6. A survey for brand recognition is done and it is determined that 68% of consumers have heard of Dull Computer Company. A survey of 800 randomly selected consumers is to be conducted. For such groups of 800, would it be unusual to get 568 consumers who recognize the Dull Computer Company name? Find the mean and standard deviation to answer this question.
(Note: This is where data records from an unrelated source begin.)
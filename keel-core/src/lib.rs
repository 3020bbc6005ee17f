//! Board-agnostic bring-up logic
//!
//! This crate contains everything about bringing a board up that does
//! not depend on a specific chip:
//!
//! - Configuration snapshot and peripheral config builders
//! - Collaborator traits (chip HAL, tick source, device registry)
//! - Typed device table
//! - The bring-up plan and its executor

#![no_std]
#![deny(unsafe_code)]

pub mod bringup;
pub mod config;
pub mod device;
pub mod traits;
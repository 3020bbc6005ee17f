//! Internal flash descriptor
//!
//! The nRF52840's 1 MiB of internal flash is the only flash device this
//! board maps, under id 0.

use keel_hal::FlashDescriptor;

use crate::memory::{FLASH_SIZE, FLASH_START};

/// Flash id of the internal flash
pub const INTERNAL_FLASH_ID: u8 = 0;

const SECTOR_SIZE: u32 = 4096;

/// nRF52840 internal flash (NVMC)
pub static NRF52840_FLASH: FlashDescriptor = FlashDescriptor {
    name: "nrf52840-flash",
    base_address: FLASH_START as u32,
    sector_count: FLASH_SIZE as u32 / SECTOR_SIZE,
    sector_size: SECTOR_SIZE,
    write_alignment: 4,
    erased_value: 0xFF,
};

/// Look up a flash device by id
pub fn flash_dev(id: u8) -> Option<&'static FlashDescriptor> {
    match id {
        INTERNAL_FLASH_ID => Some(&NRF52840_FLASH),
        _ => None,
    }
}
Must show work and explain why or why not.

Given Information:

Population = n = 800

Probability = p = 68% = 0.68

Answer:

We can say with 68% confidence that 568 lies in the range of (518, 570) therefore, it would not be unusual to get 568 consumers who recognize the Dull Computer Company name.

Step-by-step explanation:

Let us first find out the mean and standard deviation.

mean = μ = np

μ = 800*0.68

μ = 544

standard deviation = σ = √np (1-p)

σ = √800*0.68 (1-0.68)

σ = 13.2

we know that 68% of data fall within 2 standard deviations from the mean

μ ± 2σ = 544-2*13.2, 544+2*13.2

μ ± 2σ = 544-26.4, 544+26.4

μ ± 2σ = 517.6, 570.4

μ ± 2σ = 518, 570

We can say with 68% confidence that 568 lies in the range of (518, 570) therefore, it would not be unusual to get 568 consumers who recognize the Dull Computer Company name.